He walked up to Is, stared her in the face (his eyes were very bloodshot, she noticed, and he smelt of rum and peppermint), then roared at her:
‘I think you know more than you say. What can you tell me about King Richard? What is his state of health?’
‘I can’t tell you a tuppenny thing, Uncle Roy,’ answered Is calmly.
‘Why are you searching for his son?’
‘I’m a-looking for my cousin Arn Twite, Uncle. Son of my Uncle Hose, you remember him? Uncle Hose lost his boy Arn and he was real cut up about it, missed him something crool (goodness knows why, for he said himself he never spoke to him when he was at home). Anyway, with his last dying breath he ast me td look out for Arn. Which I am a-doing, as best I can. Arn had a friend called Davie and – with luck – if I can find one, I kin find t’other.’
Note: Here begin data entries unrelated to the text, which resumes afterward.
//! Structured error taxonomy shared by all platform adapters.
//!
//! Every failure an adapter surfaces is an `AdapterError` tagged with the
//! adapter name and a structured kind. Callers match on the kind (or the
//! stable `(adapter, code)` pair) to decide how to react — back off on
//! `RateLimited`, re-authenticate on `Authentication`, and so on.

use std::error::Error as StdError;
use std::fmt;

/// Structured classification of an adapter failure.
#[derive(Debug)]
pub enum AdapterErrorKind {
    /// The platform rejected the call due to rate limiting.
    RateLimited {
        /// Seconds to wait before retrying, when the platform says.
        retry_after: Option<u64>,
    },
    /// Credentials were rejected or a signature check failed.
    Authentication,
    /// A referenced resource (channel, message, user, …) does not exist.
    NotFound {
        resource_type: String,
        resource_id: Option<String>,
    },
    /// The bot lacks permission for the attempted action.
    Permission {
        action: String,
        required_scope: Option<String>,
    },
    /// Malformed input: bad thread id, unsupported payload shape, etc.
    Validation,
    /// Transport-level failure (DNS, timeout, connection reset, …).
    Network,
}

/// An error raised by a platform adapter.
///
/// Carries the adapter name, a structured [`AdapterErrorKind`], an optional
/// message overriding the kind's default, and an optional underlying cause
/// exposed through `std::error::Error::source`.
#[derive(Debug)]
pub struct AdapterError {
    pub adapter: String,
    pub kind: AdapterErrorKind,
    message: Option<String>,
    source: Option<Box<dyn StdError + Send + Sync>>,
}

impl AdapterError {
    pub fn new(adapter: impl Into<String>, kind: AdapterErrorKind) -> Self {
        Self {
            adapter: adapter.into(),
            kind,
            message: None,
            source: None,
        }
    }

    pub fn rate_limited(adapter: impl Into<String>, retry_after: Option<u64>) -> Self {
        Self::new(adapter, AdapterErrorKind::RateLimited { retry_after })
    }

    pub fn authentication(adapter: impl Into<String>) -> Self {
        Self::new(adapter, AdapterErrorKind::Authentication)
    }

    pub fn not_found(
        adapter: impl Into<String>,
        resource_type: impl Into<String>,
        resource_id: Option<String>,
    ) -> Self {
        Self::new(
            adapter,
            AdapterErrorKind::NotFound {
                resource_type: resource_type.into(),
                resource_id,
            },
        )
    }

    pub fn permission(
        adapter: impl Into<String>,
        action: impl Into<String>,
        required_scope: Option<String>,
    ) -> Self {
        Self::new(
            adapter,
            AdapterErrorKind::Permission {
                action: action.into(),
                required_scope,
            },
        )
    }

    pub fn validation(adapter: impl Into<String>, message: impl Into<String>) -> Self {
        Self::new(adapter, AdapterErrorKind::Validation).with_message(message)
    }

    pub fn network(
        adapter: impl Into<String>,
        source: impl StdError + Send + Sync + 'static,
    ) -> Self {
        Self::new(adapter, AdapterErrorKind::Network).with_source(source)
    }

    /// Replace the kind's default display message.
    pub fn with_message(mut self, message: impl Into<String>) -> Self {
        self.message = Some(message.into());
        self
    }

    /// Attach an underlying cause.
    pub fn with_source(mut self, source: impl StdError + Send + Sync + 'static) -> Self {
        self.source = Some(Box::new(source));
        self
    }

    /// Stable machine-readable code for the error kind.
    pub fn code(&self) -> &'static str {
        match self.kind {
            AdapterErrorKind::RateLimited { .. } => "RATE_LIMITED",
            AdapterErrorKind::Authentication => "AUTH_FAILED",
            AdapterErrorKind::NotFound { .. } => "NOT_FOUND",
            AdapterErrorKind::Permission { .. } => "PERMISSION_DENIED",
            AdapterErrorKind::Validation => "VALIDATION_ERROR",
            AdapterErrorKind::Network => "NETWORK_ERROR",
        }
    }

    fn default_message(&self) -> String {
        match &self.kind {
            AdapterErrorKind::RateLimited { retry_after } => match retry_after {
                Some(secs) => format!("Rate limited by {}, retry after {secs}s", self.adapter),
                None => format!("Rate limited by {}", self.adapter),
            },
            AdapterErrorKind::Authentication => {
                format!("Authentication failed for {}", self.adapter)
            }
            AdapterErrorKind::NotFound {
                resource_type,
                resource_id,
            } => match resource_id {
                Some(id) => format!("{resource_type} '{id}' not found in {}", self.adapter),
                None => format!("{resource_type} not found in {}", self.adapter),
            },
            AdapterErrorKind::Permission {
                action,
                required_scope,
            } => match required_scope {
                Some(scope) => format!(
                    "Permission denied: cannot {action} in {} (requires: {scope})",
                    self.adapter
                ),
                None => format!("Permission denied: cannot {action} in {}", self.adapter),
            },
            AdapterErrorKind::Validation => format!("Invalid input for {}", self.adapter),
            AdapterErrorKind::Network => format!("Network error in {}", self.adapter),
        }
    }
}

impl fmt::Display for AdapterError {
    fn fmt(&self, f: &mut fmt::Formatter<'_>) -> fmt::Result {
        match &self.message {
            Some(message) => write!(f, "{message}"),
            None => write!(f, "{}", self.default_message()),
        }
    }
}

impl StdError for AdapterError {
    fn source(&self) -> Option<&(dyn StdError + 'static)> {
        self.source
            .as_deref()
            .map(|e| e as &(dyn StdError + 'static))
    }
}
Heaven help me, she added inwardly.
‘Davie Stuart is not the son of King Richard?’
‘How the dickens should I know that?’ asked Is. ‘Stuart’s a common enough name – specially up here in these parts.’
Uncle Roy looked at her long and hard.
‘You had better not lie to me,’ he said. ‘For if you do, I can – I can send you to a place you won’t like at all.’
Well, and if you send me to the foundries, thought Is, if that’s what you mean, you nasty bully, maybe that’d suit me down to the ground.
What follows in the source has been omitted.